Russia's Economic Crisis Leads To Mounting Protests
The Kremlin's rule is beginning to look much shakier than at any time since Vladimir Putin came to power, after a series of protests in cities across its vast landmass this weekend by Russians disgruntled about the economy. And as the country starts to feel the effects of the global credit crunch, there are also signs of a growing rift between Prime Minister Putin, and his hand-picked successor as President, Dmitry Medvedev.
In Vladivostok, 2,000 protesters took to the streets, with some carrying banners reading "Kremlin, we are against you", and other people chanting directly for the removal of Mr Putin. The Pacific port city, seven time zones away from Moscow, has become a focal point for dissent after riot police broke up a march last year over car imports and detained 100 people. Saturday's demonstration, under the watchful eye of the police, passed off peacefully.
Nearly every major city had a street rally, and though most were low key, the unusual scale of dissatisfaction is likely to worry the authorities. The Russian economy has been hit hard by falling oil prices, many oligarchs have seen billions of pounds wiped off the value of their shares, and ordinary Russians are feeling the pinch as factories struggle to stay afloat and companies lay off employees.
In Moscow, a motley band of communists, anarchists and liberals gathered at several points across the city to protest against Kremlin rule. At one spot, a dozen protesters taped over their mouths with white tape, held up white placards with no slogans, and handed blank white flyers to passers-by. Bemused by such a conceptual approach to protest, the police rounded them up and arrested them anyway, and the organiser got five days in prison.
Mr Putin has made several speeches blaming the economic chaos on America, and says he expects things to improve by the end of the year. State-controlled television is playing down the crisis, and most newspapers are also toeing the Kremlin line, but the internet is a worrying medium for those in charge, and offers a forum for dissenters to exchange ideas. Tiger, an acronym for The Society for Proactive Russian Citizens, is an online community of anti-government activists based across Russia's 11 time zones. Participants use the online forum to discuss how best to oppose the government. Those involved estimate that about 10,000 people have signed up since last autumn.
"We're waiting for warmer weather because it's simply difficult to stay outside for long when it's minus 20," said Maria Baranova, a 27-year-old resident of Vladivostok active in the Tiger movement. "But in the spring we plan to mount protests every weekend. Before I got involved I never realised how many people are unhappy. I can't believe that there are so many people living near me who are politically aware and saying smart things."

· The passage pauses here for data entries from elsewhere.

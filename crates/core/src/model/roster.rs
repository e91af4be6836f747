use std::collections::BTreeSet;

use crate::model::ids::StudentId;
use crate::model::student::{Student, StudentError};

/// The full, ordered collection of students, the unit of persistence.
///
/// Ids are unique within the roster; insertion order is preserved and is the
/// order students are displayed and persisted in.
#[derive(Debug, Clone, Default, PartialEq, Eq)]
pub struct Roster {
    students: Vec<Student>,
}

impl Roster {
    /// Builds a roster from loaded students.
    ///
    /// A duplicated id keeps the first occurrence and drops the rest, so a
    /// damaged snapshot can never break the unique-id invariant.
    #[must_use]
    pub fn new(students: Vec<Student>) -> Self {
        let mut seen = BTreeSet::new();
        let students = students
            .into_iter()
            .filter(|s| seen.insert(s.id()))
            .collect();
        Self { students }
    }

    /// The fixed fallback roster used whenever loading fails.
    #[must_use]
    pub fn seed() -> Self {
        let names = [
            ("Emma", "D."),
            ("Lucas", "M."),
            ("Léa", "B."),
            ("Hugo", "P."),
            ("Chloé", "R."),
            ("Nathan", "L."),
            ("Manon", "G."),
            ("Théo", "F."),
            ("Jade", "C."),
            ("Enzo", "A."),
            ("Camille", "T."),
            ("Louis", "V."),
            ("Sarah", "H."),
        ];
        let students = names
            .iter()
            .enumerate()
            .map(|(i, (first, last))| {
                Student::from_persisted(
                    StudentId::new(i as u64 + 1),
                    (*first).to_owned(),
                    (*last).to_owned(),
                    std::collections::BTreeMap::new(),
                )
            })
            .collect();
        Self { students }
    }

    #[must_use]
    pub fn students(&self) -> &[Student] {
        &self.students
    }

    #[must_use]
    pub fn get(&self, id: StudentId) -> Option<&Student> {
        self.students.iter().find(|s| s.id() == id)
    }

    pub fn get_mut(&mut self, id: StudentId) -> Option<&mut Student> {
        self.students.iter_mut().find(|s| s.id() == id)
    }

    #[must_use]
    pub fn contains(&self, id: StudentId) -> bool {
        self.get(id).is_some()
    }

    #[must_use]
    pub fn len(&self) -> usize {
        self.students.len()
    }

    #[must_use]
    pub fn is_empty(&self) -> bool {
        self.students.is_empty()
    }

    pub fn iter(&self) -> impl Iterator<Item = &Student> {
        self.students.iter()
    }

    /// Adds a new student at the end of the roster.
    ///
    /// The id is `max(existing ids) + 1`, or `1` for an empty roster.
    ///
    /// # Errors
    ///
    /// Returns `StudentError::EmptyName` if either name is empty.
    pub fn add(
        &mut self,
        first_name: impl Into<String>,
        last_name: impl Into<String>,
    ) -> Result<StudentId, StudentError> {
        let id = self.next_id();
        let student = Student::new(id, first_name, last_name)?;
        self.students.push(student);
        Ok(id)
    }

    /// Removes a student by id. Returns `true` if one was removed.
    pub fn remove(&mut self, id: StudentId) -> bool {
        let before = self.students.len();
        self.students.retain(|s| s.id() != id);
        self.students.len() < before
    }

    fn next_id(&self) -> StudentId {
        let max = self
            .students
            .iter()
            .map(|s| s.id().value())
            .max()
            .unwrap_or(0);
        StudentId::new(max + 1)
    }
}

impl<'a> IntoIterator for &'a Roster {
    type Item = &'a Student;
    type IntoIter = std::slice::Iter<'a, Student>;

    fn into_iter(self) -> Self::IntoIter {
        self.students.iter()
    }
}

#[cfg(test)]
mod tests {
    use super::*;
    use std::collections::BTreeMap;

    fn student(id: u64) -> Student {
        Student::from_persisted(
            StudentId::new(id),
            format!("Student{id}"),
            "X.".to_owned(),
            BTreeMap::new(),
        )
    }

    #[test]
    fn add_assigns_max_plus_one() {
        let mut roster = Roster::new(vec![student(1), student(2), student(5)]);
        let id = roster.add("Nina", "Z.").unwrap();
        assert_eq!(id, StudentId::new(6));
        assert_eq!(roster.len(), 4);
        assert_eq!(roster.students().last().unwrap().id(), id);
    }

    #[test]
    fn add_to_empty_roster_starts_at_one() {
        let mut roster = Roster::default();
        let id = roster.add("Nina", "Z.").unwrap();
        assert_eq!(id, StudentId::new(1));
    }

    #[test]
    fn add_rejects_empty_name() {
        let mut roster = Roster::default();
        assert!(roster.add(" ", "Z.").is_err());
        assert!(roster.is_empty());
    }

    #[test]
    fn new_drops_duplicate_ids_keeping_first() {
        let mut dup = student(2);
        dup.rename("Other", "Y.").unwrap();
        let roster = Roster::new(vec![student(1), student(2), dup]);
        assert_eq!(roster.len(), 2);
        assert_eq!(roster.get(StudentId::new(2)).unwrap().first_name(), "Student2");
    }

    #[test]
    fn remove_deletes_by_id() {
        let mut roster = Roster::new(vec![student(1), student(2)]);
        assert!(roster.remove(StudentId::new(1)));
        assert!(!roster.remove(StudentId::new(1)));
        assert_eq!(roster.len(), 1);
    }

    #[test]
    fn seed_has_thirteen_students_with_sequential_ids() {
        let roster = Roster::seed();
        assert_eq!(roster.len(), 13);
        assert_eq!(roster.students()[0].first_name(), "Emma");
        assert_eq!(roster.students()[12].id(), StudentId::new(13));
        for student in &roster {
            assert_eq!(student.total_completed(), 0);
        }
    }
}
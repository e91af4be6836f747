//! Pure progress aggregation over a student's completion sets and the
//! catalog.

use classtrack_core::catalog::Catalog;
use classtrack_core::model::{Student, SubjectId};

/// Aggregated completion figures for one scope (a subject, or everything).
#[derive(Debug, Clone, Copy, PartialEq, Eq, Default)]
pub struct ProgressSummary {
    pub completed: usize,
    pub total: usize,
    pub percentage: u32,
}

impl ProgressSummary {
    #[must_use]
    pub fn new(completed: usize, total: usize) -> Self {
        Self {
            completed,
            total,
            percentage: percentage(completed, total),
        }
    }
}

#[allow(clippy::cast_precision_loss, clippy::cast_possible_truncation, clippy::cast_sign_loss)]
fn percentage(completed: usize, total: usize) -> u32 {
    if total == 0 {
        return 0;
    }
    ((completed as f64 / total as f64) * 100.0).round() as u32
}

/// Progress for one subject, counted against the catalog total.
#[must_use]
pub fn subject_progress(
    student: &Student,
    catalog: &Catalog,
    subject: &SubjectId,
) -> ProgressSummary {
    ProgressSummary::new(
        student.completed_count(subject),
        catalog.total_exercises(subject.as_str()),
    )
}

/// Progress summed across every subject in the catalog, not just subjects
/// the student has touched.
#[must_use]
pub fn overall_progress(student: &Student, catalog: &Catalog) -> ProgressSummary {
    let mut completed = 0;
    let mut total = 0;
    for subject in catalog.subjects() {
        completed += student.completed_count(&subject.id);
        total += catalog.total_exercises(subject.id.as_str());
    }
    ProgressSummary::new(completed, total)
}

/// Raw completion count across all of the student's per-subject sets.
///
/// Unlike [`overall_progress`], this is not clamped to the catalog: ids that
/// are no longer part of the catalog still count. Ranking is built on this
/// figure.
#[must_use]
pub fn raw_completed(student: &Student) -> usize {
    student.total_completed()
}

#[cfg(test)]
mod tests {
    use super::*;
    use classtrack_core::catalog::{Catalog, ExerciseCategory, Subject, generate_range};
    use classtrack_core::model::{CategoryId, ExerciseId, StudentId};

    fn small_catalog() -> Catalog {
        Catalog::new(vec![
            Subject {
                id: SubjectId::new("math"),
                name: "Math".to_owned(),
                icon: "➕".to_owned(),
                color: "pastel-yellow".to_owned(),
                categories: vec![ExerciseCategory {
                    id: CategoryId::new("sums"),
                    name: "Sums".to_owned(),
                    description: String::new(),
                    exercises: generate_range("A", 1, 8, None),
                }],
            },
            Subject {
                id: SubjectId::new("reading"),
                name: "Reading".to_owned(),
                icon: "📚".to_owned(),
                color: "pastel-pink".to_owned(),
                categories: vec![ExerciseCategory {
                    id: CategoryId::new("series-s"),
                    name: "Series S".to_owned(),
                    description: String::new(),
                    exercises: generate_range("S", 1, 2, None),
                }],
            },
        ])
    }

    fn student_with(completed: &[(&str, &str)]) -> Student {
        let mut student = Student::new(StudentId::new(1), "Emma", "D.").unwrap();
        for (subject, exercise) in completed {
            student.toggle_exercise(&SubjectId::new(*subject), &ExerciseId::new(*exercise));
        }
        student
    }

    #[test]
    fn percentage_rounds_half_up() {
        // 3 of 8 → 37.5 → 38
        let catalog = small_catalog();
        let student = student_with(&[("math", "A1"), ("math", "A2"), ("math", "A3")]);
        let summary = subject_progress(&student, &catalog, &SubjectId::new("math"));
        assert_eq!(summary.completed, 3);
        assert_eq!(summary.total, 8);
        assert_eq!(summary.percentage, 38);
    }

    #[test]
    fn empty_scope_yields_zero_percentage() {
        assert_eq!(ProgressSummary::new(0, 0).percentage, 0);
    }

    #[test]
    fn unknown_subject_has_zero_total() {
        let catalog = small_catalog();
        let student = student_with(&[]);
        let summary = subject_progress(&student, &catalog, &SubjectId::new("nope"));
        assert_eq!(summary, ProgressSummary::new(0, 0));
    }

    #[test]
    fn overall_progress_counts_every_catalog_subject() {
        let catalog = small_catalog();
        let student = student_with(&[("math", "A1"), ("reading", "S1")]);
        let summary = overall_progress(&student, &catalog);
        assert_eq!(summary.completed, 2);
        assert_eq!(summary.total, 10);
        assert_eq!(summary.percentage, 20);
    }

    #[test]
    fn raw_completed_counts_ids_outside_the_catalog() {
        let catalog = small_catalog();
        let student = student_with(&[("math", "A1"), ("retired-subject", "Z9")]);

        // The stale id is invisible to catalog-based totals…
        assert_eq!(overall_progress(&student, &catalog).completed, 1);
        // …but still counts toward the raw figure used for ranking.
        assert_eq!(raw_completed(&student), 2);
    }
}
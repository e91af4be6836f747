use std::sync::Arc;

use classtrack_core::model::Roster;

use crate::host::{HostBridgeBackend, HostStorage};
use crate::repository::{StorageBackend, StorageError, StudentRecord};
use crate::sqlite::{LocalKeyValueBackend, SqliteInitError};

/// Loads the roster at startup and persists it after every mutation.
///
/// Wraps whichever backend was selected at startup. Loading never fails:
/// any backend error or unreadable snapshot degrades to the seed roster.
/// Saving is best-effort: failures are logged at warn level, swallowed, and
/// never retried.
#[derive(Clone)]
pub struct PersistenceAdapter {
    backend: Arc<dyn StorageBackend>,
}

impl PersistenceAdapter {
    #[must_use]
    pub fn new(backend: Arc<dyn StorageBackend>) -> Self {
        Self { backend }
    }

    /// Selects the backend once: the host-provided capability when present,
    /// the local key/value store otherwise.
    ///
    /// # Errors
    ///
    /// Returns `SqliteInitError` if the local store cannot be opened.
    pub async fn detect(
        host: Option<Arc<dyn HostStorage>>,
        database_url: &str,
    ) -> Result<Self, SqliteInitError> {
        let backend: Arc<dyn StorageBackend> = match host {
            Some(bridge) => Arc::new(HostBridgeBackend::new(bridge)),
            None => Arc::new(LocalKeyValueBackend::open(database_url).await?),
        };
        Ok(Self::new(backend))
    }

    /// Loads the roster, substituting the seed roster when the backend has
    /// no data or fails.
    pub async fn load(&self) -> Roster {
        match self.backend.load_roster().await {
            Ok(Some(records)) => match into_roster(records) {
                Ok(roster) => roster,
                Err(err) => {
                    tracing::warn!(error = %err, "stored roster is unreadable, using seed data");
                    Roster::seed()
                }
            },
            Ok(None) => Roster::seed(),
            Err(err) => {
                tracing::warn!(error = %err, "roster load failed, using seed data");
                Roster::seed()
            }
        }
    }

    /// Writes a full roster snapshot and waits for the backend to finish.
    pub async fn save(&self, roster: &Roster) {
        let records = to_records(roster);
        if let Err(err) = self.backend.save_roster(&records).await {
            tracing::warn!(error = %err, "roster save failed");
        }
    }

    /// Fire-and-forget variant of [`save`](Self::save).
    ///
    /// The snapshot is taken synchronously; the write runs on a detached
    /// task. Overlapping detached saves may complete out of order; the
    /// persisted copy is last-write-wins.
    pub fn save_detached(&self, roster: &Roster) {
        let records = to_records(roster);
        let backend = Arc::clone(&self.backend);
        tokio::spawn(async move {
            if let Err(err) = backend.save_roster(&records).await {
                tracing::warn!(error = %err, "roster save failed");
            }
        });
    }
}

fn to_records(roster: &Roster) -> Vec<StudentRecord> {
    roster.iter().map(StudentRecord::from_student).collect()
}

fn into_roster(records: Vec<StudentRecord>) -> Result<Roster, StorageError> {
    let students = records
        .into_iter()
        .map(|record| {
            record
                .into_student()
                .map_err(|e| StorageError::Serialization(e.to_string()))
        })
        .collect::<Result<Vec<_>, _>>()?;
    Ok(Roster::new(students))
}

While there are signs that the ripple of anger could turn into a tidal wave, few analysts expect street protests to have any chance of bringing down the government. "There will be more unrest, but it will be localised," says Dmitry Oreshkin, a political analyst in Moscow. "There is not the organisational structure in place for anything more."
But, says Mr Oreshkin, the business and political elite, who largely accepted the trade-off of political freedoms for the economic prosperity of the past few years, is becoming disillusioned. "Two or three years ago, we could talk about the 'Putin Consensus' among the elites. Now that consensus has broken down. The elites are better informed than the rest of the population, have more to lose, and understand just how bad things are."
Mr Medvedev, who was swept into the Kremlin last year with the backing of Mr Putin, has begun to emerge as a more independent player. He has criticised the government for failing to implement anti-crisis measures effectively, stating that only 30 per cent of measures had been put through and the government was working "more slowly than the current situation demands". Though he did not mention Mr Putin by name, the economy is traditionally the responsibility of the Prime Minister, and many commentators noted the water he was putting between the presidency and the premiership.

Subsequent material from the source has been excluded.